> **Task description**: Could you report every line from the entries that includes the word "builders"?

** Extracted information follows **

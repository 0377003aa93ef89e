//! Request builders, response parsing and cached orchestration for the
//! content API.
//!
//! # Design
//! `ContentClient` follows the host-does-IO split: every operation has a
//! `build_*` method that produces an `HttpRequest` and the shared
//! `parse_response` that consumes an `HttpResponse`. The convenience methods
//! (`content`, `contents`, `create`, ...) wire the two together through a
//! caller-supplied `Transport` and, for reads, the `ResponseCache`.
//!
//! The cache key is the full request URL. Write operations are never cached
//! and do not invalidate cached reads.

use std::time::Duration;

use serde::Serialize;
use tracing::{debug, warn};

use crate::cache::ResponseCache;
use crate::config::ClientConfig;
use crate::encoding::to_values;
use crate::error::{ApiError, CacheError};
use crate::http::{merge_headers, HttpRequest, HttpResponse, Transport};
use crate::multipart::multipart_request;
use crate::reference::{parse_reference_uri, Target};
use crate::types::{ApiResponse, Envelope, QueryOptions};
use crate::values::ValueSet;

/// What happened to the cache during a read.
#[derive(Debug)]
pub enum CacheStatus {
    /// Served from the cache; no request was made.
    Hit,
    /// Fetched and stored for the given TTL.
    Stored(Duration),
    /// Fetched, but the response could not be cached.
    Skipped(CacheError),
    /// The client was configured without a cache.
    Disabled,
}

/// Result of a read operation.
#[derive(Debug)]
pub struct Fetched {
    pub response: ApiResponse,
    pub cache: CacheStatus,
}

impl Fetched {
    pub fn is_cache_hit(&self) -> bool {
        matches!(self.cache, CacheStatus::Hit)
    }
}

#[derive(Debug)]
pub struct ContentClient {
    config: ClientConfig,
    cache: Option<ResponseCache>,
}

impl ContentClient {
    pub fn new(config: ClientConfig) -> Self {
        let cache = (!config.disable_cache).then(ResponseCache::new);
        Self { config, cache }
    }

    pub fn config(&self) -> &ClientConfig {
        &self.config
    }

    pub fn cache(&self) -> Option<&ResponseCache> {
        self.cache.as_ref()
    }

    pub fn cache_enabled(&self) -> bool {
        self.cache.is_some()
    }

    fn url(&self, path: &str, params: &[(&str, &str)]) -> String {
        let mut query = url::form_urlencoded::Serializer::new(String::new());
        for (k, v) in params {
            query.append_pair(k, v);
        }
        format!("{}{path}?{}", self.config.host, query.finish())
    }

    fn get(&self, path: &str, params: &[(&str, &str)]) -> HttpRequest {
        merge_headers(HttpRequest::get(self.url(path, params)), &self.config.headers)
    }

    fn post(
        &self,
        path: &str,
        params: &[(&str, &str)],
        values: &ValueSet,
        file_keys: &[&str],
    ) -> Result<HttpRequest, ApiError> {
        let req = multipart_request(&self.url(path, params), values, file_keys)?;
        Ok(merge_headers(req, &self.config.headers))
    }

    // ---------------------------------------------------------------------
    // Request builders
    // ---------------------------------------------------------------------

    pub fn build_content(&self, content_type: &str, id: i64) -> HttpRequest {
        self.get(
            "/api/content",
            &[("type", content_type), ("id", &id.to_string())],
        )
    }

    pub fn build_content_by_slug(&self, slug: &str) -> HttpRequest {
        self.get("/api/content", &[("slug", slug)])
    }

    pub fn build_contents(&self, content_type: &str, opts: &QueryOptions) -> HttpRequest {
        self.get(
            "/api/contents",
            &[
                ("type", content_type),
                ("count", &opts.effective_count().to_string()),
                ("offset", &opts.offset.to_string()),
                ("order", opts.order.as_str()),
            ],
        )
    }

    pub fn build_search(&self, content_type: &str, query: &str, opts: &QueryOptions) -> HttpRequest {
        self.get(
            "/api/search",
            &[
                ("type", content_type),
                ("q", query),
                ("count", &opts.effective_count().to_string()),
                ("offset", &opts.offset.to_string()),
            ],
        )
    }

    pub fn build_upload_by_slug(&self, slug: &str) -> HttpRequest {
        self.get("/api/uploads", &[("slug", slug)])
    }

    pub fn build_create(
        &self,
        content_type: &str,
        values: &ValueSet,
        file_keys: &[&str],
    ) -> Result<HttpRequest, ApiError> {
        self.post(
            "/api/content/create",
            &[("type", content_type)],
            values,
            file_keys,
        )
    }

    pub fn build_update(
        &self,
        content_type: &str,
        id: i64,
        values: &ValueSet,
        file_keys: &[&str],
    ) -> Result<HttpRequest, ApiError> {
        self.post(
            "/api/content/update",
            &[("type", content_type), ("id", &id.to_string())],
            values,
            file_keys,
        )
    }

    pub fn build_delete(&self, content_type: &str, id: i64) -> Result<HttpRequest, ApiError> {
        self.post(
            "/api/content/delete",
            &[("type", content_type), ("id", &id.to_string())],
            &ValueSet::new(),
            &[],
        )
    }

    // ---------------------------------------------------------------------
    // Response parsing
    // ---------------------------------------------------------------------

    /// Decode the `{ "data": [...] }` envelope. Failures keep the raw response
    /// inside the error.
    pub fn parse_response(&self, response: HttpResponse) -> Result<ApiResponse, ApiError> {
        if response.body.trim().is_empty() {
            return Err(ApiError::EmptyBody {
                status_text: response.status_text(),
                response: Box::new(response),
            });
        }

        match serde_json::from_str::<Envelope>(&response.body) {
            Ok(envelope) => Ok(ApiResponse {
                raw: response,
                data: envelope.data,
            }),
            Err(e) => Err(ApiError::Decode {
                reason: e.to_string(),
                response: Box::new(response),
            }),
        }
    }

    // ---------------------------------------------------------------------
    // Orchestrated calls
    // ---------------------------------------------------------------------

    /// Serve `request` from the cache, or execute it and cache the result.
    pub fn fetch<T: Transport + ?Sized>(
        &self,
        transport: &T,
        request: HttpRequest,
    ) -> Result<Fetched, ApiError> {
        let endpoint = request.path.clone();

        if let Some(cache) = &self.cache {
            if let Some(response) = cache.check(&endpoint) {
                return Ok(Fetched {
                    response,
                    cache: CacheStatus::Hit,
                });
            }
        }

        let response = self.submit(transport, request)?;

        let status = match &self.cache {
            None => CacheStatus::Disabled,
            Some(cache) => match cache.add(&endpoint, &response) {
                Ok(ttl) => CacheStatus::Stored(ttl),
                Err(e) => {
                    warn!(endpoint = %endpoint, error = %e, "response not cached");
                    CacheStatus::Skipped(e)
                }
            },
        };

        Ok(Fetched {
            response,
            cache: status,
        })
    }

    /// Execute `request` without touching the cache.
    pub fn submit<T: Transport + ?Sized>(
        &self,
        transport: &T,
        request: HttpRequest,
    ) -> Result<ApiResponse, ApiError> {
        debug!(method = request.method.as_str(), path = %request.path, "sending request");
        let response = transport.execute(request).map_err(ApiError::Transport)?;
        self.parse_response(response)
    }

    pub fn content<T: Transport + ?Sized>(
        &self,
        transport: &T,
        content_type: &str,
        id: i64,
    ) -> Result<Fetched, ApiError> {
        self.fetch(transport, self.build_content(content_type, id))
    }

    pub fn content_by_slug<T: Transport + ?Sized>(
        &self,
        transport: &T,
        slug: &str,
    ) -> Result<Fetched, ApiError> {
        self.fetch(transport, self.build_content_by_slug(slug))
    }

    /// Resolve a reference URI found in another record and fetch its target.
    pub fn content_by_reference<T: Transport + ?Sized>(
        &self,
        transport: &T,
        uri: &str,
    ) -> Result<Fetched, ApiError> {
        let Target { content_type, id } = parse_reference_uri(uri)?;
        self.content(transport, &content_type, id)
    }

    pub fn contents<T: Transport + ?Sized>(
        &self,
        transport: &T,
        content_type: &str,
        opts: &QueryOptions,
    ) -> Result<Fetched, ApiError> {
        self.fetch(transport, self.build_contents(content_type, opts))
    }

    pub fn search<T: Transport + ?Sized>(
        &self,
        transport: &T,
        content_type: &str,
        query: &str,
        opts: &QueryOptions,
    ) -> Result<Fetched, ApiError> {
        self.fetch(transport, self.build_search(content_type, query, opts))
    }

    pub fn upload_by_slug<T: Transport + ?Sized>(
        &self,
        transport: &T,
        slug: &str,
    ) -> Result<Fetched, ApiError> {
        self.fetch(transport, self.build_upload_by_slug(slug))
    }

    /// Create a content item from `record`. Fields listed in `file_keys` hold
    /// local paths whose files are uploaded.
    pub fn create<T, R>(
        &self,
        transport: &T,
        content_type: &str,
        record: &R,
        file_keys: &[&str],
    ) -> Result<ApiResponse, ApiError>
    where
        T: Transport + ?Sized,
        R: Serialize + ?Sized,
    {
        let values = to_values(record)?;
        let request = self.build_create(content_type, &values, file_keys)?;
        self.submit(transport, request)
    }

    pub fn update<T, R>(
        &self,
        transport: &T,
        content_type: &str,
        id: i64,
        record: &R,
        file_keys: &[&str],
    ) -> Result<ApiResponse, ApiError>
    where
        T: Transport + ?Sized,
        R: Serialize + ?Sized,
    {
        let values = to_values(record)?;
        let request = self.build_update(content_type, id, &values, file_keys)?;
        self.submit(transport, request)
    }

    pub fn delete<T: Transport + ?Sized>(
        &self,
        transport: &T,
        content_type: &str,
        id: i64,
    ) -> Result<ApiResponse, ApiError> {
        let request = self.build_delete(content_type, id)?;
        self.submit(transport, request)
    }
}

** End of Extracted information **
** Extracted information follows **

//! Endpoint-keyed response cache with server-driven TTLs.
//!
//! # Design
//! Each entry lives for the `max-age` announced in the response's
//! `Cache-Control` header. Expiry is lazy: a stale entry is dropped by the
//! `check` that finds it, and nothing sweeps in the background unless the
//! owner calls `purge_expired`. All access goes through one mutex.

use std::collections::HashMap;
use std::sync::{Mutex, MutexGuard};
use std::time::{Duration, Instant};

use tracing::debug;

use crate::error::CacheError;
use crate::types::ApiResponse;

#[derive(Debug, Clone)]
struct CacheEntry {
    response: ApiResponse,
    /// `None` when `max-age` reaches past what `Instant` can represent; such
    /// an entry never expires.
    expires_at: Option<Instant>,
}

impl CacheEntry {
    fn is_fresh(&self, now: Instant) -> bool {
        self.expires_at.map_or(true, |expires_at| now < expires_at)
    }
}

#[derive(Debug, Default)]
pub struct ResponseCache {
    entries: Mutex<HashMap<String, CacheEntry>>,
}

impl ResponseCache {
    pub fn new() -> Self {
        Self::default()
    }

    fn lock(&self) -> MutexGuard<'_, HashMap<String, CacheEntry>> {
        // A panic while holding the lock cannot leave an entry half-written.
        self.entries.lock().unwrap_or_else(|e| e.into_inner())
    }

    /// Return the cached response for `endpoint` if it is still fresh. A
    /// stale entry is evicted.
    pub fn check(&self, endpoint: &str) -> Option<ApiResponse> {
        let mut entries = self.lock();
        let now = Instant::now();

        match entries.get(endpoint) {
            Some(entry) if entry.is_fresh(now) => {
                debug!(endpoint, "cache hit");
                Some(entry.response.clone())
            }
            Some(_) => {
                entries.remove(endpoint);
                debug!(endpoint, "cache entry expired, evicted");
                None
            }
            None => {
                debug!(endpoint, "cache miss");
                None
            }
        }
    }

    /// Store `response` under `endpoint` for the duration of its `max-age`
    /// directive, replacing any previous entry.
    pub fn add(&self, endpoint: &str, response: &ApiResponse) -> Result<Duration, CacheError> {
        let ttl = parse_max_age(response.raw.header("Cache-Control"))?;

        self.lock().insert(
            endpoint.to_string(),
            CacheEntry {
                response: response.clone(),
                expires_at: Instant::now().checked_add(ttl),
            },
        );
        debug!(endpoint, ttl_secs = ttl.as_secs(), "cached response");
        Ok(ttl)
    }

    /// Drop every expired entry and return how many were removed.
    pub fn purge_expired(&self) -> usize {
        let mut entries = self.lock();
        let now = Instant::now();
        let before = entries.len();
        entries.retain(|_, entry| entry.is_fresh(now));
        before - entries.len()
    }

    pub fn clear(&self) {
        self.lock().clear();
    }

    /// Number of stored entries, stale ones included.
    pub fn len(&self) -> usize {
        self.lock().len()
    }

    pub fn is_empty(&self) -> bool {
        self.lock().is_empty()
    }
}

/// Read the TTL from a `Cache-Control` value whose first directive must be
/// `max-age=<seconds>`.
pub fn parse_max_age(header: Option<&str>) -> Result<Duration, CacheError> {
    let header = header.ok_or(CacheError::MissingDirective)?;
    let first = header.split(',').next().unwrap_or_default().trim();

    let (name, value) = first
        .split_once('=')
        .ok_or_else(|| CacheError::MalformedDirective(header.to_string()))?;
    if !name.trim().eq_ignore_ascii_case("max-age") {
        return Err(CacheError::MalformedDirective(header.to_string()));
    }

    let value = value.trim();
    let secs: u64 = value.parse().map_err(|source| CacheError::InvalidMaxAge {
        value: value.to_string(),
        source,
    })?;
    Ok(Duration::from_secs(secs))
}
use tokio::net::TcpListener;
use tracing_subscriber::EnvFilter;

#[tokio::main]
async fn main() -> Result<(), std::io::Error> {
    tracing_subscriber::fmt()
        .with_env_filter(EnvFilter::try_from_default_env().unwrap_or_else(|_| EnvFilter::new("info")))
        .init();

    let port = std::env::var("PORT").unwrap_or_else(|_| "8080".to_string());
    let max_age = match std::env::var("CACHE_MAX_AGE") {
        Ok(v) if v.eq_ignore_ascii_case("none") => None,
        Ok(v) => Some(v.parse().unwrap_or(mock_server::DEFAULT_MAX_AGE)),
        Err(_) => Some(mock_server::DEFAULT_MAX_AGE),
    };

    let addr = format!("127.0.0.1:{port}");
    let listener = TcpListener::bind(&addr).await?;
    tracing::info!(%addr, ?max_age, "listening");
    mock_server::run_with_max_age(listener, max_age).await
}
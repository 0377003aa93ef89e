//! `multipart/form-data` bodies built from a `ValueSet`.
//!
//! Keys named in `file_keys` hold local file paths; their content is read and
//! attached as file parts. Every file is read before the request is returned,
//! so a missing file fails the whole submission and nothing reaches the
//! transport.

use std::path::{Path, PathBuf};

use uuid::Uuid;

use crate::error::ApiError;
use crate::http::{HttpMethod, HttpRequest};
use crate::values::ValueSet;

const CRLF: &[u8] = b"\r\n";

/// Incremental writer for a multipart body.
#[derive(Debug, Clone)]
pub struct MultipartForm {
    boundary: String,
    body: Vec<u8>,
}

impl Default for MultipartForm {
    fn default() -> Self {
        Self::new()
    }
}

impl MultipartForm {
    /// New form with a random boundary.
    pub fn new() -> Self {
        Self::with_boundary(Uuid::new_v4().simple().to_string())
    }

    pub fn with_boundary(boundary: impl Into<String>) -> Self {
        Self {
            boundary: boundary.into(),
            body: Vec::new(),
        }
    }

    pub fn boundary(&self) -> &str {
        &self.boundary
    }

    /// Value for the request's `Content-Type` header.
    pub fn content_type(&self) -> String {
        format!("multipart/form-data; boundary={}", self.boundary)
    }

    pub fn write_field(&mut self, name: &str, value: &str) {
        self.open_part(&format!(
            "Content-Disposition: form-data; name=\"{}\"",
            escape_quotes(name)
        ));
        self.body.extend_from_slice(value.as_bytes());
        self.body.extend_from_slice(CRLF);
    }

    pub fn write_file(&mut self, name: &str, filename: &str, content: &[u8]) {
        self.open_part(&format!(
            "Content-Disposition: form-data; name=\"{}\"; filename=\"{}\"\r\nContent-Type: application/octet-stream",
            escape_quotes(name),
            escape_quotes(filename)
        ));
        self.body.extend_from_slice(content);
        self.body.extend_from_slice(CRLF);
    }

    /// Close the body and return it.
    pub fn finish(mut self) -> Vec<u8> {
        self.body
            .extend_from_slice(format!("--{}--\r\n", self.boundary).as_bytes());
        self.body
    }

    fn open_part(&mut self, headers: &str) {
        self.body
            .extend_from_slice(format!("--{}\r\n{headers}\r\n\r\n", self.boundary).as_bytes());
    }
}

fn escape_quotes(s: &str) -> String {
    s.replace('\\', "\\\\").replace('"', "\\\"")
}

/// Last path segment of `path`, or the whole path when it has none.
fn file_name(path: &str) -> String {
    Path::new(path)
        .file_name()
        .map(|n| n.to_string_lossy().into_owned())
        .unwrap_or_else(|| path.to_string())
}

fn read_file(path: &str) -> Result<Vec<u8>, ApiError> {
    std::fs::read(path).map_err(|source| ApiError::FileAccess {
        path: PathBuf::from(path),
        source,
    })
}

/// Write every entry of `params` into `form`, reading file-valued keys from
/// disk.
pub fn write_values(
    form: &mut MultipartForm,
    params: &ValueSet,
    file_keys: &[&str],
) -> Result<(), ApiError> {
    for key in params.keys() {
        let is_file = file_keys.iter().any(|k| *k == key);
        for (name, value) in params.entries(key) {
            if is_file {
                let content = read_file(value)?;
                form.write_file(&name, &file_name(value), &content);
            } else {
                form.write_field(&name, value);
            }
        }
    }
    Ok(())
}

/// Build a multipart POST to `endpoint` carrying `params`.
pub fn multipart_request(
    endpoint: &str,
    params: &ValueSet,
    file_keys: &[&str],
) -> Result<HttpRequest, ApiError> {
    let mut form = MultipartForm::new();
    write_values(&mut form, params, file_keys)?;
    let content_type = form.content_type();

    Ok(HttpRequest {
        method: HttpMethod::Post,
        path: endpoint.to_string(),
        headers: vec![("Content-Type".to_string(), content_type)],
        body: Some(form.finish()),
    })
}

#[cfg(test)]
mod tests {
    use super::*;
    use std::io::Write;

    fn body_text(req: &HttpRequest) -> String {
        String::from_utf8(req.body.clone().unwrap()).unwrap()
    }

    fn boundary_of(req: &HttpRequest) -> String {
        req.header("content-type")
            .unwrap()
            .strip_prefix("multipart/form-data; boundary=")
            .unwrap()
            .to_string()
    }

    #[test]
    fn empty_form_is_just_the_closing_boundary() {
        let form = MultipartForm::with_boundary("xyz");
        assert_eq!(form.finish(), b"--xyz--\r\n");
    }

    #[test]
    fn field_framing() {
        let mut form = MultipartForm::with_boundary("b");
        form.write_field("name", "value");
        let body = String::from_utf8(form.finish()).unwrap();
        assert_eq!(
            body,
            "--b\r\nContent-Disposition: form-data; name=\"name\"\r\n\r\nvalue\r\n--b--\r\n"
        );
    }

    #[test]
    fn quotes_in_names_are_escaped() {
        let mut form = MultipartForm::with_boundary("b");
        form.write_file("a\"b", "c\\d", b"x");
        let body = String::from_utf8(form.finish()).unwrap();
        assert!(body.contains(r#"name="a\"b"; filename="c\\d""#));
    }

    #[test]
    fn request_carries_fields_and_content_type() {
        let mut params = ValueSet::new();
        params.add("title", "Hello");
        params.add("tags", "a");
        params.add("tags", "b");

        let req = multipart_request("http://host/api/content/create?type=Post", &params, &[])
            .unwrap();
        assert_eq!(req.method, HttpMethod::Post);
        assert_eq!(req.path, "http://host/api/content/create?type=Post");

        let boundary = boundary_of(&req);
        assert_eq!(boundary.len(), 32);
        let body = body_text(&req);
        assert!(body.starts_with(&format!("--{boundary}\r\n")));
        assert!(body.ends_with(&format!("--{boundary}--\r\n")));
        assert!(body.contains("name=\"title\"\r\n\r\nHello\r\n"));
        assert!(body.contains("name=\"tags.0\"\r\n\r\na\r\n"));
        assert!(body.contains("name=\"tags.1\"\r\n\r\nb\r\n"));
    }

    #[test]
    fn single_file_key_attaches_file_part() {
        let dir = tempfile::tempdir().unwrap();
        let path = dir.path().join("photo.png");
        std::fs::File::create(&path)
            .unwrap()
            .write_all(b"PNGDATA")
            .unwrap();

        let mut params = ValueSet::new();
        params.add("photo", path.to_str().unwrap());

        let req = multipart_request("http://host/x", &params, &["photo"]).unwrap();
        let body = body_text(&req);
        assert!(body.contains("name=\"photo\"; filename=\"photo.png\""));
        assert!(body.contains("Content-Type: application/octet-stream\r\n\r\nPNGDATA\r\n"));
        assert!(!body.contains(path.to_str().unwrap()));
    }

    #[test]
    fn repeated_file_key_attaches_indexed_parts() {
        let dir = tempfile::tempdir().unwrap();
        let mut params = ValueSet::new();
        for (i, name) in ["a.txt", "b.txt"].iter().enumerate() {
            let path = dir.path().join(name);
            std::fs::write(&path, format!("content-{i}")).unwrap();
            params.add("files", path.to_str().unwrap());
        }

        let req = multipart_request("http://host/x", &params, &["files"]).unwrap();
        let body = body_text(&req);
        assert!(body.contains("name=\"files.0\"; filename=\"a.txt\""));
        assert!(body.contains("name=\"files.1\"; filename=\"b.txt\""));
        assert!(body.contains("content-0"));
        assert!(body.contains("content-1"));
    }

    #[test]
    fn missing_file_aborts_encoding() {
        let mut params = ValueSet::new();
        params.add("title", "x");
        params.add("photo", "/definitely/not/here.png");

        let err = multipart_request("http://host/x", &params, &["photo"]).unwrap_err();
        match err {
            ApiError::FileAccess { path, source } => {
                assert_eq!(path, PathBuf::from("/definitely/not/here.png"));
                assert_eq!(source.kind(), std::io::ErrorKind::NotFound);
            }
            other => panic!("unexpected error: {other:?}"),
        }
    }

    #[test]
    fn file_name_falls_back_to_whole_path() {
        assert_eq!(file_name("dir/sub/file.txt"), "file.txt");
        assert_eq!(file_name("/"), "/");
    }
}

** End of Extracted information **

> **Task result**:
//! Request builders, response parsing and cached orchestration for the
    // Request builders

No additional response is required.